Our culture is about to transform irrevocably and anything penned before this seismic shift in the zeitgeistic plates is sure to be crumpled up and tossed into the recycling bin of history. Or moved way down on the blogroll. To never be clicked upon again. What is funny now will certainly not be funny then, when we learn according to advertisers what trends are now funny and what old trends were so then. How do we know if Bruno Mars is a punchline or a pop overlord? Are bulldogs so in this year? What new model of domestic beer do we now have to mock? How can we make any modern jokes at all at this point in time?

Oh sure, we can take a stab at some predictions. If we need to write something. We can always make some picks. But picks are like dicks, we all have one. Except for women because they don't know what they're talking about when it comes to sports. Oh come on. It's a joke. That'll be funny after the Super Bowl. When this country finally enters its post-sexist period. Because of that Chobani yogurt commercial. You have absolutely no idea what lies ahead.
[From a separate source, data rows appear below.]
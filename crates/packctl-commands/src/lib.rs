//! packctl commands. Each command takes already-parsed arguments and returns
//! `anyhow::Result`; argument parsing lives in the `packctl` binary.

pub mod pod_count;
pub mod render;
pub mod run_info;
But seriously, what is it you want? A big fat stinky bed-sore-ridden detailed statistical preview of the big game? So you can know exactly what's going to happen? What for? If someone wrote the perfect preview, and everything they predicted came true, than what would be the point of even playing the game? And would it be worth it? Because people could get injured out there. And for what purpose? You could've just read that perfect game preview instead. So it's all your fault all those dudes got concussed. You sadistic son of a bitch.
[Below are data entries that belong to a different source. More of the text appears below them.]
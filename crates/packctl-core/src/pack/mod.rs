//! Pack configuration rendering.
//!
//! A pack is a job template: a Dockerfile plus a chart whose `values.yaml`
//! holds the tunable parameters. For every run the values template is
//! rendered with run-specific placeholders, merged with the user's overrides
//! and env assignments, and written back in place.

mod error;
mod literal;
mod overrides;
mod template;
mod values;

pub mod dockerfile;
pub mod update;

#[cfg(test)]
mod tests;

pub use error::{ConfigUpdateError, PackError};
pub use literal::{parse_literal, LiteralError, MAX_LITERAL_DEPTH};
pub use overrides::{
    apply_overrides, coerce_override, derive_pod_count, set_dotted, ReplicaOverrides,
    POD_COUNT_KEY, PSERVERS_COUNT_KEY, WORKERS_COUNT_KEY,
};
pub use template::{
    render, CommandLine, ImageReference, TemplateContext, IMAGE_WORKDIR, TEMPLATE_NAMESPACE,
};
pub use values::{append_env, parse, parse_env_assignment, read_pod_count, serialize, ENV_KEY};
#[test]
fn test_dotted_path_overwrites_exact_path_only() {
    let mut values = yaml_map("resources:\n  requests:\n    cpu: 2\n    memory: 1Gi\nkeep: 7\n");
    apply_overrides(&mut values, &params(&[("resources.requests.cpu", "4")])).unwrap();
    assert_eq!(
        values,
        yaml_map("resources:\n  requests:\n    cpu: '4'\n    memory: 1Gi\nkeep: 7\n")
    );
}

#[test]
fn test_dotted_path_indexes_sequences() {
    let mut values = yaml_map("env:\n  - name: A\n    value: '1'\n");
    set_dotted(&mut values, "env.0.value", Value::from("2")).unwrap();
    assert_eq!(values, yaml_map("env:\n  - name: A\n    value: '2'\n"));
    assert!(matches!(
        set_dotted(&mut values, "env.3.value", Value::from("x")),
        Err(PackError::OverridePath { .. })
    ));
    assert!(matches!(
        set_dotted(&mut values, "env.first", Value::from("x")),
        Err(PackError::OverridePath { .. })
    ));
}

#[test]
fn test_dotted_path_errors() {
    let mut values = yaml_map("scalar: 5\n");
    for key in ["", "a..b", ".a", "a.", "scalar.below"] {
        let err = set_dotted(&mut values, key, Value::from("x")).unwrap_err();
        assert!(matches!(err, PackError::OverridePath { .. }), "{key}");
    }
    assert_eq!(values, yaml_map("scalar: 5\n"));
}

#[test]
fn test_null_intermediate_becomes_mapping() {
    let mut values = yaml_map("node:\n");
    set_dotted(&mut values, "node.selector", Value::from("gpu")).unwrap();
    assert_eq!(values, yaml_map("node:\n  selector: gpu\n"));
}

#[test]
fn test_non_reserved_overrides_are_order_independent() {
    let base = yaml_map("a:\n  x: 1\nb: 2\n");
    let forward = params(&[("a.y", "1"), ("c", "[1, {'k': None}]"), ("b", "false")]);
    let mut reversed = forward.clone();
    reversed.reverse();

    let mut one = base.clone();
    apply_overrides(&mut one, &forward).unwrap();
    let mut two = base;
    apply_overrides(&mut two, &reversed).unwrap();
    // Same contents; only new top-level keys may land in a different order.
    for (k, v) in &one {
        assert_eq!(two.get(k), Some(v));
    }
    assert_eq!(one.len(), two.len());
}

#[test]
fn test_reserved_keys_last_write_wins() {
    let mut values = Mapping::new();
    apply_overrides(
        &mut values,
        &params(&[
            ("workersCount", "1"),
            ("pServersCount", "1"),
            ("workersCount", "4"),
        ]),
    )
    .unwrap();
    assert_eq!(values.get("workersCount"), Some(&Value::from("4")));
    assert_eq!(read_pod_count(&values).unwrap(), Some(5));
}

// ─── pod count ───────────────────────────────────────────────────────────────

#[test]
fn test_pod_count_from_overrides() {
    let mut values = Mapping::new();
    apply_overrides(
        &mut values,
        &params(&[("workersCount", "2"), ("pServersCount", "3")]),
    )
    .unwrap();
    assert_eq!(values.get(POD_COUNT_KEY), Some(&Value::from(5)));
}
You want a human interest story? To give you a reason to watch? Something sad, and sobering, and resilient. Something that really makes you think. Something to warm your heart. Something remarkable. Shut up. This isn't the Sochi Olympics. It's the Super Bowl. If you're still looking for a reason to watch then you probably shouldn't. In fact, you'd be a lot more interesting of a human if you didn't. But you're going to.

We're all going to. We're all going to share this collective experience as Americans and our collective unconscious will never be the same. Our synapses will all fire at completely new signifiers. Our memories will all meld at this new demarcation. We'll all wake up with the same regretful hangover. And our lives will be forever altered. There will be who we were before the Super Bowl, and who we are after. Who we once identified as, and who we now strive to be. How we once felt before we ate those chicken wings, and how we feel this instant, on the toilet, in agony. But it will be an agony mixed with joy. For we will have entered this new realm of existence together with our fellow brethren. And we will have all of the post-game analysis, performance reviews, lists of favorite commercials, and compilations of the 10 wildest moments to consume together as one new people. Bonded by yet another Super Bowl.

So keep that in mind as you read the countless think-pieces produced this week. Whether about Marshawn Lynch, the legacy of Peyton Manning, the State of the Union, the actual effectiveness of the Affordable Care Act, or John Kerry's plan for a two-state solution -- none of it matters. For it is Super Bowl week. And until we know who won the game, whether Bruno crushed it, and why Arnold is dressed up like Luke Wilson playing Ping-Pong, everything else is just white words. And a complete waste of time.